Long‐term C, N and P allocation to reproduction in B ornean tropical rain forests

Summary Tropical rain forests in SE Asia are well known for the occurrence of supra‐annual synchronous reproductive events, masting. Answering the question how trees allocate carbon (C), nitrogen (N) and phosphorus (P) to such irregular but gregarious reproduction requires a long‐term observation. We conducted a 10‐year continuous monitoring of litterfall in eight tropical rain forests, which differ significantly in P (and N) availability on Mount Kinabalu, Borneo.

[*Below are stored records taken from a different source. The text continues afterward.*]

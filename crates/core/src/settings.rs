//! Connection settings
//!
//! Node address, private key and request TTL come from command-line flags,
//! environment variables or the configuration file, in that order.
//! [`SettingsManager`] validates values before persisting them and merges
//! all sources into [`Settings`].

use std::net::SocketAddr;

use crate::config::{ConfigManager, Defaults, TransferSettings};
use crate::error::{Error, Result};
use crate::identity::{Identity, KeyIdentity};
use crate::ids::OwnerId;

/// Values supplied on the command line or through the environment
#[derive(Debug, Clone, Default)]
pub struct Overrides {
    pub host: Option<String>,
    pub key: Option<String>,
    pub ttl: Option<u32>,
}

/// Fully resolved connection settings
#[derive(Debug)]
pub struct Settings {
    pub host: SocketAddr,
    pub identity: KeyIdentity,
    pub ttl: u32,
    pub transfer: TransferSettings,
    pub defaults: Defaults,
}

/// Parse a `host:port` node address and resolve it to a socket address.
///
/// An empty host part means `0.0.0.0`. Names are resolved on the runtime's
/// blocking pool.
pub async fn parse_host(addr: &str) -> Result<SocketAddr> {
    let addr = addr.trim();
    let (host, port) = addr
        .rsplit_once(':')
        .ok_or_else(|| Error::InvalidInput(format!("address '{addr}' must have form host:port")))?;

    let port: u16 = port
        .parse()
        .map_err(|_| Error::InvalidInput(format!("invalid port in address '{addr}'")))?;
    let host = match host.trim_start_matches('[').trim_end_matches(']') {
        "" => "0.0.0.0",
        h => h,
    };

    tokio::net::lookup_host((host, port))
        .await
        .map_err(|e| Error::InvalidInput(format!("can't resolve '{addr}': {e}")))?
        .next()
        .ok_or_else(|| Error::InvalidInput(format!("'{addr}' resolved to no addresses")))
}

/// Manager for persisted connection settings
#[derive(Debug, Clone)]
pub struct SettingsManager {
    config_manager: ConfigManager,
}

impl SettingsManager {
    /// Create a new SettingsManager with a specific ConfigManager
    pub fn with_config_manager(config_manager: ConfigManager) -> Self {
        Self { config_manager }
    }

    /// Create a new SettingsManager using the default config location
    pub fn new() -> Result<Self> {
        Ok(Self {
            config_manager: ConfigManager::new()?,
        })
    }

    pub fn config_manager(&self) -> &ConfigManager {
        &self.config_manager
    }

    /// Validate and persist the node address, returning the resolved form
    pub async fn set_host(&self, addr: &str) -> Result<SocketAddr> {
        let resolved = parse_host(addr).await?;
        let mut config = self.config_manager.load()?;
        config.host = Some(resolved.to_string());
        self.config_manager.save(&config)?;
        tracing::info!(host = %resolved, "Node address saved");
        Ok(resolved)
    }

    /// Validate and persist the private key, returning its owner id
    pub fn set_key(&self, key: &str) -> Result<OwnerId> {
        let identity = KeyIdentity::load(key)?;
        let mut config = self.config_manager.load()?;
        config.key = Some(key.to_string());
        self.config_manager.save(&config)?;
        let owner = identity.owner_id();
        tracing::info!(%owner, "Private key saved");
        Ok(owner)
    }

    /// Merge overrides with the configuration file
    pub async fn resolve(&self, overrides: &Overrides) -> Result<Settings> {
        let config = self.config_manager.load()?;

        let host = overrides
            .host
            .as_deref()
            .or(config.host.as_deref())
            .ok_or_else(|| {
                Error::Config("node address is not set; use --host or 'ocli set host'".into())
            })?;
        let key = overrides
            .key
            .as_deref()
            .or(config.key.as_deref())
            .ok_or_else(|| {
                Error::Config("private key is not set; use --key or 'ocli set key'".into())
            })?;

        Ok(Settings {
            host: parse_host(host).await?,
            identity: KeyIdentity::load(key)?,
            ttl: overrides.ttl.unwrap_or(config.ttl),
            transfer: config.transfer,
            defaults: config.defaults,
        })
    }
}
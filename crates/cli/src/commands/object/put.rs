//! object put - Upload files as new objects
//!
//! Each file becomes its own object with a fresh ID, uploaded under a
//! token negotiated for that ID alone.

use std::path::PathBuf;

use clap::Args;
use serde::Serialize;

use ocli_core::object::parse_user_headers;
use ocli_core::transfer::check_chunk_size;
use ocli_core::{ContainerId, Hash, ObjectId, UploadOptions, Verb, Verification};

use crate::commands::Context;
use crate::exit_code::ExitCode;
use crate::output::{Formatter, ProgressBar};

/// Upload files
#[derive(Args, Debug)]
pub struct PutArgs {
    /// Container ID (hex)
    #[arg(long)]
    pub cid: String,

    /// File to upload; may be repeated and may be a glob pattern
    #[arg(long = "file", required = true)]
    pub files: Vec<String>,

    /// Check the stored payload hash after upload
    #[arg(long)]
    pub verify: bool,

    /// User header in key=value form; may be repeated
    #[arg(long = "user", value_name = "KEY=VALUE")]
    pub user: Vec<String>,

    /// Fail when the streamed size differs from the size declared up front
    #[arg(long)]
    pub strict_length: bool,

    /// Upload chunk size in bytes (overrides config)
    #[arg(long, value_parser = parse_chunk_size)]
    pub chunk_size: Option<usize>,
}

#[derive(Debug, Serialize)]
struct PutOutput {
    file: String,
    container: String,
    object: String,
    size_bytes: u64,
    chunks: u64,
    #[serde(skip_serializing_if = "Option::is_none")]
    payload_hash: Option<Hash>,
    #[serde(skip_serializing_if = "Option::is_none")]
    verification: Option<Verification>,
}

fn parse_chunk_size(s: &str) -> Result<usize, String> {
    let size: usize = s
        .parse()
        .map_err(|e| format!("invalid chunk size '{s}': {e}"))?;
    check_chunk_size(size).map_err(|e| e.to_string())
}

/// Expand glob patterns; a pattern that matches nothing is kept verbatim so
/// the open error names it.
fn expand_files(patterns: &[String]) -> Result<Vec<PathBuf>, String> {
    let mut files = Vec::new();
    for pattern in patterns {
        let paths = glob::glob(pattern).map_err(|e| format!("Invalid pattern '{pattern}': {e}"))?;
        let before = files.len();
        for path in paths {
            let path = path.map_err(|e| format!("Can't read '{pattern}': {e}"))?;
            if path.is_file() {
                files.push(path);
            }
        }
        if files.len() == before {
            files.push(PathBuf::from(pattern));
        }
    }
    Ok(files)
}

/// Execute the put command
pub async fn execute(args: PutArgs, ctx: &Context) -> ExitCode {
    let formatter = ctx.formatter();

    let container: ContainerId = match args.cid.parse() {
        Ok(c) => c,
        Err(e) => return crate::commands::fail(&formatter, "Invalid container", &e),
    };

    let files = match expand_files(&args.files) {
        Ok(f) => f,
        Err(e) => {
            formatter.error(&e);
            return ExitCode::UsageError;
        }
    };

    let (client, settings) = match ctx.client().await {
        Ok(c) => c,
        Err(e) => return crate::commands::fail(&formatter, "Invalid settings", &e),
    };

    let options = UploadOptions {
        chunk_size: args.chunk_size.unwrap_or(settings.transfer.chunk_size),
        hash: true,
        strict_length: args.strict_length,
    };
    let headers = parse_user_headers(&args.user);

    let mut outputs = Vec::with_capacity(files.len());
    let mut all_valid = true;
    for path in &files {
        let display = path.display().to_string();
        let mut file = match tokio::fs::File::open(path).await {
            Ok(f) => f,
            Err(e) => {
                formatter.error(&format!("Can't open '{display}': {e}"));
                return ExitCode::GeneralError;
            }
        };
        let size = match file.metadata().await {
            Ok(m) => m.len(),
            Err(e) => {
                formatter.error(&format!("Can't stat '{display}': {e}"));
                return ExitCode::GeneralError;
            }
        };

        let id = ObjectId::random();
        let token = match super::token_for(&client, ctx, &formatter, Verb::Put, id).await {
            Ok(t) => t,
            Err(code) => return code,
        };

        let header = client.object_header(id, container, size, headers.clone());
        let progress = ProgressBar::new(formatter.config(), &display);
        let report = match client
            .upload(
                &token,
                header,
                &mut file,
                &options,
                args.verify,
                &progress,
                &ctx.cancel,
            )
            .await
        {
            Ok(r) => r,
            Err(e) => {
                return crate::commands::fail(
                    &formatter,
                    &format!("Failed to upload '{display}'"),
                    &e,
                );
            }
        };
        progress.finish_and_clear();

        if let Some(verification) = &report.verification {
            all_valid &= verification.valid;
        }
        let output = PutOutput {
            file: display,
            container: report.address.container.to_string(),
            object: report.address.object.to_string(),
            size_bytes: report.bytes_sent,
            chunks: report.chunks,
            payload_hash: report.payload_hash,
            verification: report.verification,
        };
        if !formatter.is_json() {
            print_human(&formatter, &output);
        }
        outputs.push(output);
    }

    if formatter.is_json() {
        formatter.json(&outputs);
    }

    if all_valid {
        ExitCode::Success
    } else {
        ExitCode::GeneralError
    }
}

fn print_human(formatter: &Formatter, output: &PutOutput) {
    formatter.success(&format!(
        "Uploaded '{}' as {}/{} ({} bytes)",
        output.file, output.container, output.object, output.size_bytes
    ));
    if let Some(v) = &output.verification {
        let mut line = format!("  verification: {}", formatter.verdict(v.valid));
        if let Some(message) = &v.message {
            line.push_str(&formatter.dim(&format!(" ({message})")));
        }
        formatter.println(&line);
    }
}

Mean P concentration in reproductive organ litter decreased significantly with increasing P‐use efficiency of net primary production (PUE), an index of P deficiency. Therefore, P in reproductive organ litter became diluted as the magnitude of P deficiency increased. Mean annual litterfall (kg ha −1  yr −1 ) of reproductive organs over the 10 years ranged from 128.5 to 730.9 across the eight forests. Long‐term C allocation ratio to reproductive organs (i.e. C in reproductive organs per C in total litterfall) varied from 2.0% to 7.8% across the eight forests and did not relate with PUE, indicating that long‐term C allocation ratio to reproduction was not controlled by the availability of the most critical soil nutrient. Long‐term N allocation ratio to reproduction varied from 2.7% to 9.9% and significantly positively related with C allocation ratio. The quotient of N allocation ratio to C allocation ratio ranged from 1.1 to 1.4. Long‐term P allocation ratio to reproduction varied from 9.8% to 16.4%. The quotient of P allocation ratio to C allocation ratio ranged from 1.6 to 5.0. Therefore, tropical trees allocated much greater proportion of P to reproduction than C and N over the 10 years. Moreover, trees disproportionately increased P allocation to reproduction with decreasing C allocation to reproduction. Trees adjusted P allocation relative to C allocation and maintained a narrow range of P allocation ratio to reproduction in the long run in each site. Synthesis . Reproduction in Bornean tropical rain forests costs more P than C and N. Our results suggest that reproductive events in these forests are regulated by P at the level of overall long‐term mean. Understanding patterns and processes of reproductive events requires a long‐term monitoring of nutrient dynamics.